The history of sports in ancient China
At the time the Greeks were holding the first Olympics in 776 BC, the ancient Chinese were also starting their own sporting competitions. Stone balls excavated in Gaoyang and Shanxi province, dating back 10,000 years, are believed by historians to have been used not only in hunting but also in throwing contests. By the time China was unified under the Qin emperor in 221 BC, sports had developed into a form of competition and amusement.

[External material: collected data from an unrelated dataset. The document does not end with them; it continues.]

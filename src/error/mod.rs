//! Error types for the askdb server.
//!
//! Uses `thiserror` for ergonomic error definitions with automatic `From` conversions.
//! [`PipelineError`] is the taxonomy every stage of a question request collapses into;
//! its `Display` text is what callers see, internal detail is kept out of it and logged instead.

use std::borrow::Cow;
use std::fmt;
use std::time::Duration;
use thiserror::Error;

/// Main error type for the MCP surface.
#[derive(Debug, Error)]
pub enum McpError {
    #[error("Protocol error: {0}")]
    Protocol(#[from] ProtocolError),

    #[error(transparent)]
    Pipeline(#[from] PipelineError),

    #[error("Database error: {0}")]
    Database(#[from] DatabaseError),

    #[error("Security error: {0}")]
    Security(#[from] SecurityError),

    #[error("Configuration error: {0}")]
    Config(#[from] ConfigError),

    #[error("Authentication error: {0}")]
    Auth(#[from] AuthError),

    #[error("Tool error: {0}")]
    Tool(#[from] ToolError),

    #[error("IO error: {0}")]
    Io(#[from] std::io::Error),

    #[error("JSON error: {0}")]
    Json(#[from] serde_json::Error),

    #[error("Internal error: {message}")]
    Internal { message: Cow<'static, str> },
}

/// JSON-RPC 2.0 and MCP protocol errors.
#[derive(Debug, Error)]
pub enum ProtocolError {
    #[error("Parse error: invalid JSON")]
    ParseError,

    #[error("Invalid request: {0}")]
    InvalidRequest(Cow<'static, str>),

    #[error("Method not found: {0}")]
    MethodNotFound(String),

    #[error("Invalid params: {0}")]
    InvalidParams(Cow<'static, str>),

    #[error("Internal error: {0}")]
    InternalError(Cow<'static, str>),

    #[error("Server not initialized")]
    NotInitialized,

    #[error("Transport error: {0}")]
    Transport(Cow<'static, str>),
}

impl ProtocolError {
    /// Returns the JSON-RPC 2.0 error code.
    pub fn code(&self) -> i32 {
        match self {
            Self::ParseError => -32700,
            Self::InvalidRequest(_) => -32600,
            Self::MethodNotFound(_) => -32601,
            Self::InvalidParams(_) => -32602,
            Self::InternalError(_) => -32603,
            Self::NotInitialized => -32002,
            Self::Transport(_) => -32000,
        }
    }
}

/// Why a connection attempt against a target database failed.
#[derive(Debug, Clone, Copy, PartialEq, Eq)]
pub enum ConnectFailure {
    Unreachable,
    AuthenticationFailed,
    UnknownDatabase,
    TlsUnavailable,
    TimedOut,
    Other,
}

impl ConnectFailure {
    pub fn as_str(&self) -> &'static str {
        match self {
            Self::Unreachable => "unreachable",
            Self::AuthenticationFailed => "authentication_failed",
            Self::UnknownDatabase => "unknown_database",
            Self::TlsUnavailable => "tls_unavailable",
            Self::TimedOut => "timed_out",
            Self::Other => "other",
        }
    }

    fn user_message(&self) -> &'static str {
        match self {
            Self::Unreachable => "the database host could not be reached",
            Self::AuthenticationFailed => "the user name or password was rejected",
            Self::UnknownDatabase => "the database does not exist",
            Self::TlsUnavailable => "an encrypted connection is required but not supported",
            Self::TimedOut => "the connection attempt timed out",
            Self::Other => "the database refused the connection",
        }
    }
}

impl fmt::Display for ConnectFailure {
    fn fmt(&self, f: &mut fmt::Formatter<'_>) -> fmt::Result {
        f.write_str(self.as_str())
    }
}

/// Database driver errors. These never cross the pipeline boundary as-is.
#[derive(Debug, Error)]
pub enum DatabaseError {
    #[error("Connection failed: {kind}")]
    ConnectionFailed { kind: ConnectFailure, detail: String },

    #[error("Connection pool exhausted")]
    PoolExhausted,

    #[error("Query execution failed: {0}")]
    QueryFailed(String),

    #[error("Query timeout after {0}ms")]
    Timeout(u64),

    #[error("Transaction error: {0}")]
    Transaction(String),
}

/// Errors from the session codec and the rate limiter.
#[derive(Debug, Error)]
pub enum SecurityError {
    #[error("Invalid session token")]
    InvalidSession,

    #[error("Rate limit exceeded: {limit} requests per {window:?}")]
    RateLimitExceeded {
        limit: u32,
        window: Duration,
        retry_after: Duration,
    },

    #[error("Session encryption failed")]
    Encryption,
}

/// Static SQL validation failures.
#[derive(Debug, Clone, PartialEq, Eq, Error)]
pub enum ValidationError {
    #[error("Query is empty")]
    Empty,

    #[error("Query exceeds maximum length of {0} bytes")]
    TooLong(usize),

    #[error("Query could not be parsed: {0}")]
    Malformed(Cow<'static, str>),

    #[error("Multiple statements are not allowed")]
    MultipleStatements,

    #[error("Only SELECT queries are allowed, found {0}")]
    DisallowedStatementKind(String),

    #[error("Forbidden keyword detected: {0}")]
    ForbiddenKeyword(String),

    #[error("Forbidden function detected: {0}")]
    ForbiddenFunction(String),

    #[error("Row limit must be a numeric literal")]
    UnboundedLimit,
}

/// SQL generation collaborator failures.
#[derive(Debug, Error)]
pub enum GenerationError {
    #[error("Generator is not configured: {0}")]
    NotConfigured(Cow<'static, str>),

    #[error("Generator request failed: {0}")]
    Transport(String),

    #[error("Generator returned status {status}: {body}")]
    Status { status: u16, body: String },

    #[error("Generator returned an unusable response: {0}")]
    InvalidResponse(Cow<'static, str>),
}

/// Bearer token verification failures.
#[derive(Debug, Error)]
pub enum AuthError {
    #[error("Authentication required")]
    Missing,

    #[error("Token rejected by every configured verifier")]
    Rejected,

    #[error("Invalid verifier key: {0}")]
    InvalidKey(String),
}

/// Configuration errors.
#[derive(Debug, Error)]
pub enum ConfigError {
    #[error("Missing required field: {0}")]
    MissingField(Cow<'static, str>),

    #[error("Invalid value for {field}: {message}")]
    InvalidValue {
        field: Cow<'static, str>,
        message: Cow<'static, str>,
    },

    #[error("Invalid database URL: {0}")]
    InvalidDatabaseUrl(String),
}

/// Tool execution errors.
#[derive(Debug, Error)]
pub enum ToolError {
    #[error("Tool not found: {0}")]
    NotFound(String),

    #[error("Invalid arguments: {0}")]
    InvalidArguments(String),

    #[error("Missing required argument: {0}")]
    MissingArgument(Cow<'static, str>),
}

/// The stage of a question request at which it stopped.
#[derive(Debug, Clone, Copy, PartialEq, Eq)]
pub enum Stage {
    Authenticate,
    RateCheck,
    SessionDecode,
    Connect,
    SchemaFetch,
    SqlGeneration,
    StaticValidate,
    DynamicValidate,
    Execute,
}

impl Stage {
    pub fn as_str(&self) -> &'static str {
        match self {
            Self::Authenticate => "authenticate",
            Self::RateCheck => "rate_check",
            Self::SessionDecode => "session_decode",
            Self::Connect => "connect",
            Self::SchemaFetch => "schema_fetch",
            Self::SqlGeneration => "sql_generation",
            Self::StaticValidate => "static_validate",
            Self::DynamicValidate => "dynamic_validate",
            Self::Execute => "execute",
        }
    }
}

impl fmt::Display for Stage {
    fn fmt(&self, f: &mut fmt::Formatter<'_>) -> fmt::Result {
        f.write_str(self.as_str())
    }
}

/// Every way a connect or question request can end without a result.
///
/// Fields named `detail` hold internal diagnostics for the audit log and are
/// deliberately absent from the `Display` output.
#[derive(Debug, Error)]
pub enum PipelineError {
    #[error("Authentication required")]
    AuthRequired,

    #[error("Rate limit exceeded. Try again in {retry_after_secs} seconds.")]
    RateLimited { retry_after_secs: u64 },

    #[error("Invalid database session. Please reconnect.")]
    InvalidSession,

    #[error("Could not connect to the database: {}", .kind.user_message())]
    ConnectionRefused { kind: ConnectFailure, detail: String },

    #[error("Could not read the database schema")]
    SchemaUnavailable { detail: String },

    #[error("The question cannot be answered from this database schema")]
    GenerationUnanswerable,

    #[error("The SQL generator is unavailable")]
    GenerationUnavailable { detail: String },

    #[error("Query rejected: {0}")]
    StaticSafetyViolation(#[from] ValidationError),

    #[error("Query rejected by the database planner: {reason}")]
    DynamicSafetyViolation { reason: String },

    #[error("Query execution failed: {summary}")]
    BackendExecutionError { summary: String },

    #[error("An unexpected internal error occurred")]
    InternalUnexpected { detail: String },
}

impl PipelineError {
    /// Stable machine-readable code.
    pub fn code(&self) -> &'static str {
        match self {
            Self::AuthRequired => "auth_required",
            Self::RateLimited { .. } => "rate_limited",
            Self::InvalidSession => "invalid_session",
            Self::ConnectionRefused { .. } => "connection_refused",
            Self::SchemaUnavailable { .. } => "schema_unavailable",
            Self::GenerationUnanswerable => "generation_unanswerable",
            Self::GenerationUnavailable { .. } => "generation_unavailable",
            Self::StaticSafetyViolation(_) => "static_safety_violation",
            Self::DynamicSafetyViolation { .. } => "dynamic_safety_violation",
            Self::BackendExecutionError { .. } => "backend_execution_error",
            Self::InternalUnexpected { .. } => "internal_unexpected",
        }
    }

    /// Safety rejections are an expected outcome of generated SQL.
    pub fn is_expected(&self) -> bool {
        matches!(
            self,
            Self::StaticSafetyViolation(_) | Self::DynamicSafetyViolation { .. }
        )
    }

    /// Only the catch-all indicates a defect in this server.
    pub fn is_defect(&self) -> bool {
        matches!(self, Self::InternalUnexpected { .. })
    }

    /// Reason string for the audit log, including internal detail.
    pub fn audit_reason(&self) -> String {
        match self {
            Self::ConnectionRefused { kind, detail } => format!("{kind}: {detail}"),
            Self::SchemaUnavailable { detail }
            | Self::GenerationUnavailable { detail }
            | Self::InternalUnexpected { detail } => detail.clone(),
            other => other.to_string(),
        }
    }
}

impl From<SecurityError> for PipelineError {
    fn from(err: SecurityError) -> Self {
        match err {
            SecurityError::InvalidSession => Self::InvalidSession,
            SecurityError::RateLimitExceeded { retry_after, .. } => Self::RateLimited {
                retry_after_secs: retry_after.as_secs_f64().ceil() as u64,
            },
            SecurityError::Encryption => Self::InternalUnexpected {
                detail: err.to_string(),
            },
        }
    }
}

impl From<AuthError> for PipelineError {
    fn from(_: AuthError) -> Self {
        Self::AuthRequired
    }
}

/// Result type alias for McpError.
pub type Result<T> = std::result::Result<T, McpError>;

/// Result type alias for DatabaseError.
pub type DbResult<T> = std::result::Result<T, DatabaseError>;

/// Result type alias for ProtocolError.
pub type ProtocolResult<T> = std::result::Result<T, ProtocolError>;

/// Result type alias for SecurityError.
pub type SecurityResult<T> = std::result::Result<T, SecurityError>;

/// Result type alias for ValidationError.
pub type ValidationResult<T> = std::result::Result<T, ValidationError>;

/// Result type alias for PipelineError.
pub type PipelineResult<T> = std::result::Result<T, PipelineError>;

Fun Fact: Sports and athletics have long been a part of China’s history – even the philosopher and teacher Confucius (551-497 BC) was regarded as a skilled archer! Here are some more legends about ancient Chinese athletes.
Long Distance Legend
The story of Kua Fu chasing the sun (夸父追日, kuà fù zhuī rì) can be found in three different books: Shanhai Jing, Lie Zi and Huai Nan Zi. Legend has it that a tribe of giants that lived in the North felt sad about the sun disappearing at the end of each day, so they asked a strong youth named Kua Fu to capture it. One day, when the sun had just risen over the sea, Kua Fu began sprinting toward it. He climbed mountains and jumped over rivers, but still couldn’t catch it. After days of pursuit, the tired Kua Fu collapsed and his body was transformed into a mountain, now known as Kua Fu Mountain (located between two canyons in Lingbao, Henan province).
Ling and Fen
According to records found in the book Ling Ding, King Cheng of the Zhou dynasty (1042-1020 BC) took his soldiers and servants out to a place called Qitian for spring exercises and archery practice. On their return, Cheng told his royal guards, Ling and Fen, “If you can keep up with my carriage all the way back to the palace by foot, I will give you the gift of ten servants.” The two soldiers accepted the challenge and ran right alongside the king’s carriage, despite King Cheng ordering his driver to go as fast as possible. At the palace gates, the two soldiers surpassed the carriage, and the king, who had underestimated how fast and strong Ling and Fen were, kept his word and rewarded the runners as promised.
It is said that during the Wei dynasty (386-535 AD), the emperor Xiaowen once sought a skilled general to lead an important attack. General Yang Dayang volunteered but was rejected as he lacked a good reputation. After much persuasion, however, Yang was given a chance to prove his ability. Tying a long string around his forehead, he began to run. The string flew behind him straight as an arrow, displaying his amazing speed – so quick that even the fastest horse could not catch him. Yang was thus quickly accepted as the front-line officer.